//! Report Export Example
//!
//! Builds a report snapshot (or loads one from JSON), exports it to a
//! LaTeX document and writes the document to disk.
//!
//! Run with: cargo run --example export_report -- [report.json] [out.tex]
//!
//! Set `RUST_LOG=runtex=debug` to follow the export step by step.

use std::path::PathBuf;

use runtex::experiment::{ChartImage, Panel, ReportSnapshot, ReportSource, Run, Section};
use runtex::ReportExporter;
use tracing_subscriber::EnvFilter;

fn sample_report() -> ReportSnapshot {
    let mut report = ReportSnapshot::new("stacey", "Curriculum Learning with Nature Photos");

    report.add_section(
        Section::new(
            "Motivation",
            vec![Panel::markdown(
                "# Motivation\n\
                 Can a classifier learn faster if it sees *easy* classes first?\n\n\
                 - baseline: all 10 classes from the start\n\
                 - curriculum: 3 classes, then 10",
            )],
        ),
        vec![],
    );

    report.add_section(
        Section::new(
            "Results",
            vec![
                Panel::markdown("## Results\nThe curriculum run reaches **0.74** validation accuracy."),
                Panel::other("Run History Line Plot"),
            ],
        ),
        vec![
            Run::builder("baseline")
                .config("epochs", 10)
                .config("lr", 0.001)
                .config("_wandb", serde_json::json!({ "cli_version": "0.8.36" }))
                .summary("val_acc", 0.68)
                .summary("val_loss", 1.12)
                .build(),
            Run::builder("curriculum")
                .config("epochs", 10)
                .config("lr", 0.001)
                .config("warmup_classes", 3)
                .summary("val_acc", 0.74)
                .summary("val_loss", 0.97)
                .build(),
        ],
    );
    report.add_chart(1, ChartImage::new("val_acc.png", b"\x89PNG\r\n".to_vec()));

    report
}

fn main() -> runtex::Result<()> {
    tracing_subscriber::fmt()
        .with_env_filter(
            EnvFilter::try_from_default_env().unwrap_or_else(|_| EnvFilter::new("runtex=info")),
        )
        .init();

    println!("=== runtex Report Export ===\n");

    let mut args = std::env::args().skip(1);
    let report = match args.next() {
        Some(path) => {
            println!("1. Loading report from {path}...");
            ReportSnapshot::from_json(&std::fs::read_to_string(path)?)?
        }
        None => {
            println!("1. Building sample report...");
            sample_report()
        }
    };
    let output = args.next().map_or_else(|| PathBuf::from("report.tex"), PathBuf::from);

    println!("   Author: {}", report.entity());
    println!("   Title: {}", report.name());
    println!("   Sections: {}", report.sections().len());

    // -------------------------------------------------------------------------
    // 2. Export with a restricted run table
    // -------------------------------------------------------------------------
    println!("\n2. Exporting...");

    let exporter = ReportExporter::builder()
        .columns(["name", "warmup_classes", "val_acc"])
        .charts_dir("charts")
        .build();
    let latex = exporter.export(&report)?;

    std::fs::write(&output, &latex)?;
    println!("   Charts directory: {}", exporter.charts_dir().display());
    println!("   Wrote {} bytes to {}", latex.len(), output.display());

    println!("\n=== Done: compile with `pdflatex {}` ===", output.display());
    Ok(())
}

■ ■ ■

# What you will do
Every entry above must appear again in the reply, exactly as it stands.

# Result
//! Report Export Example
//!
//! Builds a report snapshot (or loads one from JSON), exports it to a
//! LaTeX document and writes the document to disk.
//!
//! Run with: cargo run --example export_report -- [report.json] [out.tex]
//!
//! Set `RUST_LOG=runtex=debug` to follow the export step by step.

use std::path::PathBuf;

use runtex::experiment::{ChartImage, Panel, ReportSnapshot, ReportSource, Run, Section};
use runtex::ReportExporter;
use tracing_subscriber::EnvFilter;

fn sample_report() -> ReportSnapshot {
    let mut report = ReportSnapshot::new("stacey", "Curriculum Learning with Nature Photos");

    report.add_section(
        Section::new(
            "Motivation",
            vec![Panel::markdown(
                "# Motivation\n\
                 Can a classifier learn faster if it sees *easy* classes first?\n\n\
                 - baseline: all 10 classes from the start\n\
                 - curriculum: 3 classes, then 10",
            )],
        ),
        vec![],
    );

    report.add_section(
        Section::new(
            "Results",
            vec![
                Panel::markdown("## Results\nThe curriculum run reaches **0.74** validation accuracy."),
                Panel::other("Run History Line Plot"),
            ],
        ),
        vec![
            Run::builder("baseline")
                .config("epochs", 10)
                .config("lr", 0.001)
                .config("_wandb", serde_json::json!({ "cli_version": "0.8.36" }))
                .summary("val_acc", 0.68)
                .summary("val_loss", 1.12)
                .build(),
            Run::builder("curriculum")
                .config("epochs", 10)
                .config("lr", 0.001)
                .config("warmup_classes", 3)
                .summary("val_acc", 0.74)
                .summary("val_loss", 0.97)
                .build(),
        ],
    );
    report.add_chart(1, ChartImage::new("val_acc.png", b"\x89PNG\r\n".to_vec()));

    report
}

fn main() -> runtex::Result<()> {
    tracing_subscriber::fmt()
        .with_env_filter(
            EnvFilter::try_from_default_env().unwrap_or_else(|_| EnvFilter::new("runtex=info")),
        )
        .init();

    println!("=== runtex Report Export ===\n");

    let mut args = std::env::args().skip(1);
    let report = match args.next() {
        Some(path) => {
            println!("1. Loading report from {path}...");
            ReportSnapshot::from_json(&std::fs::read_to_string(path)?)?
        }
        None => {
            println!("1. Building sample report...");
            sample_report()
        }
    };
    let output = args.next().map_or_else(|| PathBuf::from("report.tex"), PathBuf::from);

    println!("   Author: {}", report.entity());
    println!("   Title: {}", report.name());
    println!("   Sections: {}", report.sections().len());

    // -------------------------------------------------------------------------
    // 2. Export with a restricted run table
    // -------------------------------------------------------------------------
    println!("\n2. Exporting...");

    let exporter = ReportExporter::builder()
        .columns(["name", "warmup_classes", "val_acc"])
        .charts_dir("charts")
        .build();
    let latex = exporter.export(&report)?;

    std::fs::write(&output, &latex)?;
    println!("   Charts directory: {}", exporter.charts_dir().display());
    println!("   Wrote {} bytes to {}", latex.len(), output.display());

    println!("\n=== Done: compile with `pdflatex {}` ===", output.display());
    Ok(())
}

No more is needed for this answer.